The temporary closure sets in motion the largest overhaul in the telescope’s history and sets the stage for the installation of the Dark Energy Spectroscopic Instrument, which will begin a five-year observing run next year.

“This day marks an enormous milestone for us,” said DESI Director Michael Levi of the Department of Energy’s Lawrence Berkeley National Laboratory , which leads the project’s international collaboration. “Now we remove the old equipment and start the yearlong process of putting the new stuff on.”

More than 465 researchers from about 71 institutions are participating in the DESI collaboration.

The entire top end of the telescope, which weighs as much as a school bus and houses the telescope’s secondary mirror and a large digital camera, will be removed and replaced with DESI instruments. A large crane will lift the telescope’s top end through the observing slit in its dome.

Besides providing new insights about the universe’s expansion and large-scale structure, DESI will also help to set limits on theories related to gravity and the formative stages of the universe, and could even provide new mass measurements for a variety of elusive yet abundant subatomic particles called neutrinos.

“One of the primary ways that we learn about the unseen universe is by its subtle effects on the clustering of galaxies,” said DESI collaboration co-spokesperson Daniel Eisenstein of Harvard University. “The new maps from DESI will provide an exquisite new level of sensitivity in our study of cosmology.”

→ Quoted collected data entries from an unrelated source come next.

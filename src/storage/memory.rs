//! In-memory settings store.

use std::collections::BTreeMap;

use super::SettingsStore;
use crate::models::StructuredKey;
use crate::{Error, Result};

/// Settings store backed by an ordered map.
#[derive(Debug, Clone, Default)]
pub struct MemorySettingsStore {
    entries: BTreeMap<String, String>,
    read_only: bool,
}

impl MemorySettingsStore {
    /// Creates an empty store.
    #[must_use]
    pub fn new() -> Self {
        Self::default()
    }

    /// Creates a store pre-populated with entries.
    #[must_use]
    pub fn with_entries<K, V>(entries: impl IntoIterator<Item = (K, V)>) -> Self
    where
        K: Into<String>,
        V: Into<String>,
    {
        Self {
            entries: entries
                .into_iter()
                .map(|(k, v)| (k.into(), v.into()))
                .collect(),
            read_only: false,
        }
    }

    /// Makes every subsequent write fail with [`Error::StoreWrite`].
    #[must_use]
    pub const fn read_only(mut self) -> Self {
        self.read_only = true;
        self
    }

    /// Returns all entries in key order.
    #[must_use]
    pub const fn entries(&self) -> &BTreeMap<String, String> {
        &self.entries
    }

    /// Number of stored settings.
    #[must_use]
    pub fn len(&self) -> usize {
        self.entries.len()
    }

    /// Returns true if the store is empty.
    #[must_use]
    pub fn is_empty(&self) -> bool {
        self.entries.is_empty()
    }
}

impl SettingsStore for MemorySettingsStore {
    fn get(&self, key: &str) -> Result<Option<String>> {
        Ok(self.entries.get(key).cloned())
    }

    fn put(&mut self, key: &str, value: &str) -> Result<()> {
        if self.read_only {
            return Err(Error::StoreWrite {
                key: key.to_string(),
                cause: "store is read-only".to_string(),
            });
        }
        self.entries.insert(key.to_string(), value.to_string());
        Ok(())
    }

    fn account_numbers(&self, index_field: &str) -> Result<Vec<u32>> {
        let numbers = self
            .entries
            .iter()
            .filter(|(key, _)| StructuredKey::parse(key).is_group_field(index_field))
            .filter_map(|(key, value)| match value.trim().parse::<u32>() {
                Ok(n) => Some(n),
                Err(e) => {
                    tracing::warn!(key = %key, error = %e, "Ignoring unparseable account number");
                    None
                },
            })
            .collect();
        Ok(numbers)
    }
}
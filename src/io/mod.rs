//! Export I/O.
//!
//! Reads encrypted, line-oriented settings exports.
//!
//! # Wire Format
//!
//! | Element | Form |
//! |---------|------|
//! | Line | `<encoded-key><SEP><encoded-value>` terminated by `\n` |
//! | Token | URL-safe base64, see [`crate::security::FieldCodec`] |
//! | Separator | Single character, `:` by default |

pub mod lines;

pub use lines::{ImportRecord, RecordReader, encode_record};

Mayall’s sturdy construction is perfect platform for new 9-ton instrument
The Mayall Telescope has played an important role in many astronomical discoveries, including measurements supporting the discovery of dark energy and establishing the role of dark matter in the universe from measurements of galaxy rotation. Its observations have also been used in determining the scale and structure of the universe. Dark matter and dark energy together are believed to make up about 95 percent of all of the universe’s mass and energy.

It was one of the world’s largest optical telescopes at the time it was built, and because of its sturdy construction it is perfectly suited to carry the new 9-ton instrument.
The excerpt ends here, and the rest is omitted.